Gov. Phil Murphy and state Treasurer Elizabeth Maher Muoio praised a decision in mid-September by Fitch Ratings to upgrade the state’s credit rating on general obligation bonds to “A” from “A-” while also maintaining the state’s outlook at positive, according to a news release from his office. The state has received three credit rating upgrades since the fiscal year 2022 state budget was enacted last year. S&P, Fitch and KBRA give the state a positive outlook.

Credit rating upgrades are beneficial to the state; however, the markets overall have gotten worse due to inflation and federal rate increases, Jennifer Sciortino told The Center Square.

“In the current market, rating upgrades will enable the state to minimize the impact of rising rates in a weaker market,” said the spokeswoman for the Office of the Treasurer.

“It should be noted that the financial picture that causes the state to be placed on a positive outlook also leads many large institutional investors – which do their own credit researc – to begin to price in possible upgrades when buying state bonds, which also benefits the state,” Sciortino said.

Garden State Initiative President Regina Egea said that when a rating agency increases the state’s credit rating it refers to the belief that the borrower – New Jersey’s state government in this case – improved its ability to pay debts in the near future.

“This should allow the state to add more debt, in the form of bonds sold on the financial markets, at lower interest rates than issuers see as more at risk of default,” she said to The Center Square.

For a decade the rating agencies have wanted to see greater revenue streams to cover the constant increases in the cost of government.

“Rather than addressing those costs, this administration has chosen to consistently increase the tax rates to grow the top line, ignoring any substantive cost reductions,” she said.

The state experienced a surge in cash available coming from a post-pandemic economic recovery, with federal COVID-19 aid, billions in new borrowing and higher taxes on businesses and individuals overflowing its coffers.

“That has fueled a 46% increase in state spending in just five years, while the state has failed to take the opportunity to make necessary reforms for an eventual economic downturn,” Egea said. “Our state remains among the most indebted in the country, both in terms of public debt, as well as the obligation of health benefit costs for public employees and retirees along with pension contributions that continue to consume a growing percentage of our budget.”

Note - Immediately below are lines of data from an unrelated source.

//! Value types shared by the credit methods.

use crate::errors::RSCCResult;
use crate::validation::require_non_negative;
use serde::{Deserialize, Serialize};

/// Floating point type used for every quantity in the crate.
pub type FloatValue = f64;

pub const LABEL_CO2: &str = "CO2";
pub const LABEL_CH4: &str = "CH4";

/// Quantities of avoided emissions
#[derive(Debug, Clone, Copy, PartialEq, Serialize, Deserialize)]
#[serde(default, deny_unknown_fields)]
pub struct EmissionInput {
    /// CO2 emissions avoided
    /// unit: t CO2
    /// default: 10.0
    pub co2_avoided: FloatValue,
    /// CH4 emissions avoided
    /// unit: t CH4
    /// default: 1.0
    pub ch4_avoided: FloatValue,
}

impl Default for EmissionInput {
    fn default() -> Self {
        Self {
            co2_avoided: 10.0,
            ch4_avoided: 1.0,
        }
    }
}

impl EmissionInput {
    /// Create a validated emission input.
    pub fn new(co2_avoided: FloatValue, ch4_avoided: FloatValue) -> RSCCResult<Self> {
        let input = Self {
            co2_avoided,
            ch4_avoided,
        };
        input.validate()?;
        Ok(input)
    }

    /// Both quantities must be finite and non-negative.
    pub fn validate(&self) -> RSCCResult<()> {
        require_non_negative("co2_avoided", self.co2_avoided)?;
        require_non_negative("ch4_avoided", self.ch4_avoided)?;
        Ok(())
    }
}

/// One labelled term of a credit total
#[derive(Debug, Clone, PartialEq, Serialize, Deserialize)]
pub struct Contribution {
    pub label: String,
    /// unit: t CO2e
    pub value: FloatValue,
}

impl Contribution {
    pub fn new(label: &str, value: FloatValue) -> Self {
        Self {
            label: label.to_string(),
            value,
        }
    }
}

/// Outcome of applying a credit method to an [`EmissionInput`]
#[derive(Debug, Clone, PartialEq, Serialize, Deserialize)]
pub struct CreditResult {
    /// Name of the method that produced the result
    pub method: String,
    /// unit: t CO2e
    pub total_credits: FloatValue,
    /// Contributions in input order (CO2 first, then CH4)
    pub breakdown: Vec<Contribution>,
    /// Effective CH4 equivalence factor. Only set by horizon-dependent methods.
    pub conversion_factor: Option<FloatValue>,
}

impl CreditResult {
    /// Look up a contribution by label
    pub fn contribution(&self, label: &str) -> Option<FloatValue> {
        self.breakdown
            .iter()
            .find(|c| c.label == label)
            .map(|c| c.value)
    }
}

#[cfg(test)]
mod tests {
    use super::*;

    #[test]
    fn test_default_emissions() {
        let input = EmissionInput::default();
        assert_eq!(input.co2_avoided, 10.0);
        assert_eq!(input.ch4_avoided, 1.0);
        assert!(input.validate().is_ok());
    }

    #[test]
    fn test_negative_ch4_rejected() {
        let err = EmissionInput::new(10.0, -1.0).unwrap_err();
        assert_eq!(err.field(), Some("ch4_avoided"));
    }

    #[test]
    fn test_contribution_lookup() {
        let result = CreditResult {
            method: "test".to_string(),
            total_credits: 3.0,
            breakdown: vec![Contribution::new(LABEL_CO2, 1.0), Contribution::new(LABEL_CH4, 2.0)],
            conversion_factor: None,
        };
        assert_eq!(result.contribution(LABEL_CH4), Some(2.0));
        assert_eq!(result.contribution("N2O"), None);
    }

    #[test]
    fn test_partial_deserialization() {
        let json = r#"{"ch4_avoided": 2.5}"#;
        let input: EmissionInput =
            serde_json::from_str(json).expect("Partial deserialization failed");
        assert_eq!(input.ch4_avoided, 2.5);
        assert_eq!(input.co2_avoided, 10.0);
    }
}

In two years or so when the recurring revenue isn’t unable to cover the spending momentum that has been created in recent years, the rating agencies will revert to form, she said. The state won’t have one-shot revenues like federal COVID-19 aid and what she called $4.2 billion in unnecessary borrowing in 2020.

“From the taxpayer’s perspective, whether a resident or business owner, the tax burden has stunted our state’s economic growth as evidenced by relatively poor performing growth in GDP, personal income, and job recovery, which remain slower than other states,” Egea said.